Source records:
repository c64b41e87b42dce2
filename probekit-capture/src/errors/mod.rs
pub mod app;
pub mod probe;
pub mod sink;
pub mod subscribe;

pub use app::AppError;
pub use probe::{ProbeError, TransportError};
pub use sink::SinkError;
pub use subscribe::SubscribeError;
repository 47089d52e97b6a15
//! 数据模型定义

pub mod auth;
pub mod classes;
pub mod common;
pub mod courses;
pub mod scores;
pub mod stats;
pub mod students;
pub mod teachers;
pub mod users;

pub use common::pagination::{PaginatedResponse, PaginationInfo, PaginationQuery};
pub use common::response::ApiResponse;

/// 业务错误码
///
/// 0 表示成功，4xx/5xx 与 HTTP 语义对应，1xxx 按业务域划分。
#[derive(Debug, Clone, Copy, PartialEq, Eq)]
#[repr(i32)]
pub enum ErrorCode {
    Success = 0,

    // 通用错误
    BadRequest = 400,
    Unauthorized = 401,
    Forbidden = 403,
    NotFound = 404,
    Conflict = 409,
    InternalServerError = 500,

    // 认证
    AuthFailed = 1001,
    PasswordTooShort = 1002,
    OldPasswordIncorrect = 1003,

    // 账户
    UserNotFound = 1101,
    UserAlreadyExists = 1102,
    UserUpdateFailed = 1103,

    // 学生
    StudentNotFound = 1201,
    StudentNoAlreadyExists = 1202,
    StudentCreationFailed = 1203,
    StudentUpdateFailed = 1204,
    StudentDeleteFailed = 1205,

    // 教师
    TeacherNotFound = 1301,
    TeacherNoAlreadyExists = 1302,
    TeacherHasCourses = 1303,
    TeacherCreationFailed = 1304,
    TeacherUpdateFailed = 1305,
    TeacherDeleteFailed = 1306,

    // 班级
    ClassNotFound = 1401,
    ClassAlreadyExists = 1402,
    ClassHasStudents = 1403,
    ClassCreationFailed = 1404,
    ClassUpdateFailed = 1405,
    ClassDeleteFailed = 1406,

    // 课程
    CourseNotFound = 1501,
    CourseNoAlreadyExists = 1502,
    CourseHasScores = 1503,
    CourseCreationFailed = 1504,
    CourseUpdateFailed = 1505,
    CourseDeleteFailed = 1506,

    // 成绩
    ScoreNotFound = 1601,
    ScoreAlreadyExists = 1602,
    ScorePermissionDenied = 1603,
    ScoreCreationFailed = 1604,
    ScoreUpdateFailed = 1605,
    ScoreDeleteFailed = 1606,

    // 参数校验
    ValidationFailed = 1701,
}
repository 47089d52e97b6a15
use actix_web::{HttpRequest, HttpResponse, Result as ActixResult};

use super::{StatsService, engine};
use crate::models::stats::requests::CourseStatsParams;
use crate::models::stats::responses::CourseStatsResponse;
use crate::models::{ApiResponse, ErrorCode};

pub async fn course_stats(
    service: &StatsService,
    request: &HttpRequest,
    course_id: i64,
    params: CourseStatsParams,
) -> ActixResult<HttpResponse> {
    let storage = service.get_storage(request);

    let course = match storage.get_course_by_id(course_id).await {
        Ok(Some(course)) => course,
        Ok(None) => {
            return Ok(HttpResponse::NotFound().json(ApiResponse::error_empty(
                ErrorCode::CourseNotFound,
                "Course not found",
            )));
        }
        Err(e) => {
            return Ok(
                HttpResponse::InternalServerError().json(ApiResponse::error_empty(
                    ErrorCode::InternalServerError,
                    format!("Failed to get course information: {e}"),
                )),
            );
        }
    };

    let details = match storage
        .find_scores_by_course(course_id, params.exam_type, None)
        .await
    {
        Ok(details) => details,
        Err(e) => {
            return Ok(
                HttpResponse::InternalServerError().json(ApiResponse::error_empty(
                    ErrorCode::InternalServerError,
                    format!("Failed to retrieve course scores: {e}"),
                )),
            );
        }
    };

    let response = CourseStatsResponse {
        course_id,
        course_name: course.course_name,
        count: engine::valid_count(&details),
        average: engine::average(&details),
        max: engine::max_score(&details),
        min: engine::min_score(&details),
        distribution: engine::score_distribution(&details),
    };

    Ok(HttpResponse::Ok().json(ApiResponse::success(
        response,
        "Course statistics retrieved successfully",
    )))
}
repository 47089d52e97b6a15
pub mod requests;
pub mod responses;

pub use requests::LoginRequest;
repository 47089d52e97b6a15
use super::entities::Clazz;
use serde::Serialize;
use ts_rs::TS;

// 班级详情响应（带学生人数）
#[derive(Debug, Serialize, TS)]
#[ts(export, export_to = "../frontend/src/types/generated/class.ts")]
pub struct ClassResponse {
    pub clazz: Clazz,
    pub student_count: i64,
}
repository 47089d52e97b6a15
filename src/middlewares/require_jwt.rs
/*!
 * JWT 认证中间件
 *
 * 此中间件用于验证 JWT 令牌的有效性，确保只有经过身份验证的用户才能访问受保护的路由。
 *
 * ## 认证流程
 *
 * 1. 客户端在请求头中包含 `Authorization: Bearer <JWT_TOKEN>`
 * 2. 中间件提取并验证JWT令牌
 * 3. 如果令牌有效，从存储层加载账户信息并存入请求扩展，继续处理请求
 * 4. 如果令牌无效或缺失，返回401未授权错误
 *
 * ## 在处理程序中提取用户信息
 *
 * ```rust,ignore
 * if let Some(user) = RequireJWT::extract_user_claims(&req) {
 *     // user.role / user.related_id 可用于业务内的权限判断
 * }
 * ```
 */

use crate::models::users::entities::{self, UserRole};
use crate::models::{ApiResponse, ErrorCode};
use crate::storage::Storage;
use actix_service::{Service, Transform};
use actix_web::{
    Error, HttpMessage, HttpResponse,
    body::EitherBody,
    dev::{ServiceRequest, ServiceResponse},
    http::StatusCode,
    http::header::CONTENT_TYPE,
};
use futures_util::future::{LocalBoxFuture, Ready, ready};
use std::{rc::Rc, sync::Arc};
use tracing::{debug, info};

const BEARER_PREFIX: &str = "Bearer ";
const AUTHORIZATION_HEADER: &str = "Authorization";

#[derive(Clone)]
pub struct RequireJWT;

// 辅助函数：创建错误响应
fn create_error_response(status: StatusCode, message: &str) -> HttpResponse {
    match status {
        StatusCode::NO_CONTENT => HttpResponse::build(status)
            .insert_header((CONTENT_TYPE, "text/plain; charset=utf-8"))
            .finish(),
        _ => HttpResponse::build(status)
            .insert_header((CONTENT_TYPE, "application/json; charset=utf-8"))
            .json(ApiResponse::<()>::error_empty(
                ErrorCode::Unauthorized,
                message,
            )),
    }
}

// 辅助函数：提取并验证 JWT access token，随后从存储层加载账户
async fn extract_and_validate_jwt(req: &ServiceRequest) -> Result<entities::User, String> {
    let token = req
        .headers()
        .get(AUTHORIZATION_HEADER)
        .and_then(|h| h.to_str().ok())
        .and_then(|s| s.strip_prefix(BEARER_PREFIX))
        .ok_or_else(|| "Missing or invalid Authorization header".to_string())?;

    let claims = crate::utils::jwt::JwtUtils::verify_access_token(token).map_err(|err| {
        info!("JWT token validation failed: {}", err);
        "Invalid JWT token".to_string()
    })?;

    let user_id = claims
        .sub
        .parse::<i64>()
        .map_err(|_| "Invalid user ID in JWT".to_string())?;

    let storage = req
        .app_data::<actix_web::web::Data<Arc<dyn Storage>>>()
        .expect("Storage not found in app data")
        .get_ref()
        .clone();

    let user = storage
        .get_user_by_id(user_id)
        .await
        .map_err(|_| "Failed to retrieve user from storage".to_string())?
        .ok_or_else(|| "User not found".to_string())?;

    if user.status != entities::UserStatus::Active {
        return Err("User is not active".to_string());
    }

    Ok(user)
}

impl<S, B> Transform<S, ServiceRequest> for RequireJWT
where
    S: Service<ServiceRequest, Response = ServiceResponse<B>, Error = Error> + 'static,
    B: 'static,
{
    type Response = ServiceResponse<EitherBody<B>>;
    type Error = Error;
    type InitError = ();
    type Transform = RequireJWTMiddleware<S>;
    type Future = Ready<Result<Self::Transform, Self::InitError>>;

    fn new_transform(&self, service: S) -> Self::Future {
        ready(Ok(RequireJWTMiddleware {
            service: Rc::new(service),
        }))
    }
}

pub struct RequireJWTMiddleware<S> {
    service: Rc<S>,
}

impl<S, B> Service<ServiceRequest> for RequireJWTMiddleware<S>
where
    S: Service<ServiceRequest, Response = ServiceResponse<B>, Error = Error> + 'static,
    B: 'static,
{
    type Response = ServiceResponse<EitherBody<B>>;
    type Error = Error;
    type Future = LocalBoxFuture<'static, Result<Self::Response, Self::Error>>;

    fn poll_ready(
        &self,
        ctx: &mut std::task::Context<'_>,
    ) -> std::task::Poll<Result<(), Self::Error>> {
        self.service.poll_ready(ctx)
    }

    fn call(&self, req: ServiceRequest) -> Self::Future {
        let srv = self.service.clone();
        Box::pin(async move {
            // 处理 OPTIONS 请求
            if req.method() == actix_web::http::Method::OPTIONS {
                return Ok(req.into_response(
                    create_error_response(StatusCode::NO_CONTENT, "").map_into_right_body(),
                ));
            }

            // 验证 JWT token
            match extract_and_validate_jwt(&req).await {
                Ok(user) => {
                    debug!("JWT authentication successful for ID: {}", user.id);
                    // 将用户信息添加到请求扩展中，供后续处理程序使用
                    req.extensions_mut().insert(user);
                    let res = srv.call(req).await?.map_into_left_body();
                    Ok(res)
                }
                Err(err) => {
                    info!(
                        "JWT authentication failed for request to {}: {}",
                        req.path(),
                        err
                    );
                    Ok(req.into_response(
                        create_error_response(
                            StatusCode::UNAUTHORIZED,
                            &format!("Unauthorized: {err}"),
                        )
                        .map_into_right_body(),
                    ))
                }
            }
        })
    }
}

// 辅助函数：从请求中提取用户信息
impl RequireJWT {
    /// 从请求扩展中提取账户信息
    /// 此函数应该在应用了RequireJWT中间件的路由处理程序中使用
    pub fn extract_user_claims(req: &actix_web::HttpRequest) -> Option<entities::User> {
        req.extensions().get::<entities::User>().cloned()
    }

    /// 从请求扩展中提取用户ID
    /// 此函数应该在应用了RequireJWT中间件的路由处理程序中使用
    pub fn extract_user_id(req: &actix_web::HttpRequest) -> Option<i64> {
        req.extensions().get::<entities::User>().map(|user| user.id)
    }

    /// 从请求扩展中提取用户角色
    /// 此函数应该在应用了RequireJWT中间件的路由处理程序中使用
    pub fn extract_user_role(req: &actix_web::HttpRequest) -> Option<UserRole> {
        req.extensions()
            .get::<entities::User>()
            .map(|user| user.role.clone())
    }
}
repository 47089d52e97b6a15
pub use sea_orm_migration::prelude::*;

mod m20250301_000001_create_tables;

pub struct Migrator;

#[async_trait::async_trait]
impl MigratorTrait for Migrator {
    fn migrations() -> Vec<Box<dyn MigrationTrait>> {
        vec![Box::new(m20250301_000001_create_tables::Migration)]
    }
}
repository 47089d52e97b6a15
use super::SeaOrmStorage;
use crate::entity::courses;
use crate::entity::teachers::{ActiveModel, Column, Entity as Teachers};
use crate::entity::users;
use crate::errors::{Result, SrmsError};
use crate::models::{
    PaginatedResponse, PaginationInfo,
    teachers::{
        entities::Teacher,
        requests::{CreateTeacherRequest, TeacherListQuery, UpdateTeacherRequest},
    },
    users::entities::{UserRole, UserStatus},
};
use crate::utils::escape_like_pattern;
use sea_orm::{
    ActiveModelTrait, ColumnTrait, Condition, EntityTrait, PaginatorTrait, QueryFilter, QueryOrder,
    Set, TransactionTrait,
};

impl SeaOrmStorage {
    /// 创建教师档案并同事务开户，账户用户名为工号
    pub async fn create_teacher_with_account_impl(
        &self,
        req: CreateTeacherRequest,
        password_hash: String,
    ) -> Result<Teacher> {
        let now = chrono::Utc::now().timestamp();

        let txn = self
            .db
            .begin()
            .await
            .map_err(|e| SrmsError::database_operation(format!("开启事务失败: {e}")))?;

        let username = req.teacher_no.clone();
        let model = ActiveModel {
            teacher_no: Set(req.teacher_no),
            name: Set(req.name),
            gender: Set(req.gender),
            phone: Set(req.phone),
            email: Set(req.email),
            department: Set(req.department),
            title: Set(req.title),
            created_at: Set(now),
            updated_at: Set(now),
            ..Default::default()
        };

        let teacher = model
            .insert(&txn)
            .await
            .map_err(|e| SrmsError::database_operation(format!("创建教师失败: {e}")))?;

        let account = users::ActiveModel {
            username: Set(username),
            password_hash: Set(password_hash),
            role: Set(UserRole::Teacher.to_string()),
            status: Set(UserStatus::Active.to_string()),
            related_id: Set(Some(teacher.id)),
            created_at: Set(now),
            updated_at: Set(now),
            ..Default::default()
        };

        account
            .insert(&txn)
            .await
            .map_err(|e| SrmsError::database_operation(format!("创建教师账户失败: {e}")))?;

        txn.commit()
            .await
            .map_err(|e| SrmsError::database_operation(format!("提交事务失败: {e}")))?;

        Ok(teacher.into_teacher())
    }

    /// 通过 ID 获取教师
    pub async fn get_teacher_by_id_impl(&self, id: i64) -> Result<Option<Teacher>> {
        let result = Teachers::find_by_id(id)
            .one(&self.db)
            .await
            .map_err(|e| SrmsError::database_operation(format!("查询教师失败: {e}")))?;

        Ok(result.map(|m| m.into_teacher()))
    }

    /// 通过工号获取教师
    pub async fn get_teacher_by_no_impl(&self, teacher_no: &str) -> Result<Option<Teacher>> {
        let result = Teachers::find()
            .filter(Column::TeacherNo.eq(teacher_no))
            .one(&self.db)
            .await
            .map_err(|e| SrmsError::database_operation(format!("查询教师失败: {e}")))?;

        Ok(result.map(|m| m.into_teacher()))
    }

    /// 分页列出教师
    pub async fn list_teachers_with_pagination_impl(
        &self,
        query: TeacherListQuery,
    ) -> Result<PaginatedResponse<Teacher>> {
        let page = query.page.unwrap_or(1).max(1) as u64;
        let size = query.size.unwrap_or(10).clamp(1, 100) as u64;

        let mut select = Teachers::find();

        // 按工号或姓名模糊搜索
        if let Some(ref search) = query.search
            && !search.trim().is_empty()
        {
            let escaped = escape_like_pattern(search.trim());
            select = select.filter(
                Condition::any()
                    .add(Column::TeacherNo.contains(&escaped))
                    .add(Column::Name.contains(&escaped)),
            );
        }

        // 院系筛选
        if let Some(ref department) = query.department {
            select = select.filter(Column::Department.eq(department));
        }

        // 按工号升序
        select = select.order_by_asc(Column::TeacherNo);

        let paginator = select.paginate(&self.db, size);
        let total = paginator
            .num_items()
            .await
            .map_err(|e| SrmsError::database_operation(format!("查询教师总数失败: {e}")))?;

        let pages = paginator
            .num_pages()
            .await
            .map_err(|e| SrmsError::database_operation(format!("查询教师页数失败: {e}")))?;

        let teachers = paginator
            .fetch_page(page - 1)
            .await
            .map_err(|e| SrmsError::database_operation(format!("查询教师列表失败: {e}")))?;

        Ok(PaginatedResponse {
            items: teachers.into_iter().map(|m| m.into_teacher()).collect(),
            pagination: PaginationInfo {
                page: page as i64,
                page_size: size as i64,
                total: total as i64,
                total_pages: pages as i64,
            },
        })
    }

    /// 更新教师信息（工号不可变更）
    pub async fn update_teacher_impl(
        &self,
        id: i64,
        update: UpdateTeacherRequest,
    ) -> Result<Option<Teacher>> {
        let existing = self.get_teacher_by_id_impl(id).await?;
        if existing.is_none() {
            return Ok(None);
        }

        let now = chrono::Utc::now().timestamp();

        let mut model = ActiveModel {
            id: Set(id),
            updated_at: Set(now),
            ..Default::default()
        };

        if let Some(name) = update.name {
            model.name = Set(name);
        }
        if let Some(gender) = update.gender {
            model.gender = Set(Some(gender));
        }
        if let Some(phone) = update.phone {
            model.phone = Set(Some(phone));
        }
        if let Some(email) = update.email {
            model.email = Set(Some(email));
        }
        if let Some(department) = update.department {
            model.department = Set(Some(department));
        }
        if let Some(title) = update.title {
            model.title = Set(Some(title));
        }

        model
            .update(&self.db)
            .await
            .map_err(|e| SrmsError::database_operation(format!("更新教师失败: {e}")))?;

        self.get_teacher_by_id_impl(id).await
    }

    /// 删除教师档案并同事务删除账户，课程引用置空由外键处理
    pub async fn delete_teacher_with_account_impl(&self, id: i64) -> Result<bool> {
        let txn = self
            .db
            .begin()
            .await
            .map_err(|e| SrmsError::database_operation(format!("开启事务失败: {e}")))?;

        users::Entity::delete_many()
            .filter(users::Column::Role.eq(UserRole::Teacher.to_string()))
            .filter(users::Column::RelatedId.eq(id))
            .exec(&txn)
            .await
            .map_err(|e| SrmsError::database_operation(format!("删除教师账户失败: {e}")))?;

        let result = Teachers::delete_by_id(id)
            .exec(&txn)
            .await
            .map_err(|e| SrmsError::database_operation(format!("删除教师失败: {e}")))?;

        txn.commit()
            .await
            .map_err(|e| SrmsError::database_operation(format!("提交事务失败: {e}")))?;

        Ok(result.rows_affected > 0)
    }

    /// 统计教师名下课程数量
    pub async fn count_courses_by_teacher_impl(&self, teacher_id: i64) -> Result<u64> {
        let count = courses::Entity::find()
            .filter(courses::Column::TeacherId.eq(teacher_id))
            .count(&self.db)
            .await
            .map_err(|e| SrmsError::database_operation(format!("统计教师课程数量失败: {e}")))?;

        Ok(count)
    }
}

- **DIRECTIONS FOR THIS TASK**: Go through the entries above and copy each line holding the string "phone".

- **RESULT OF THE EXERCISE**:
            phone: Set(req.phone),
        if let Some(phone) = update.phone {
            model.phone = Set(Some(phone));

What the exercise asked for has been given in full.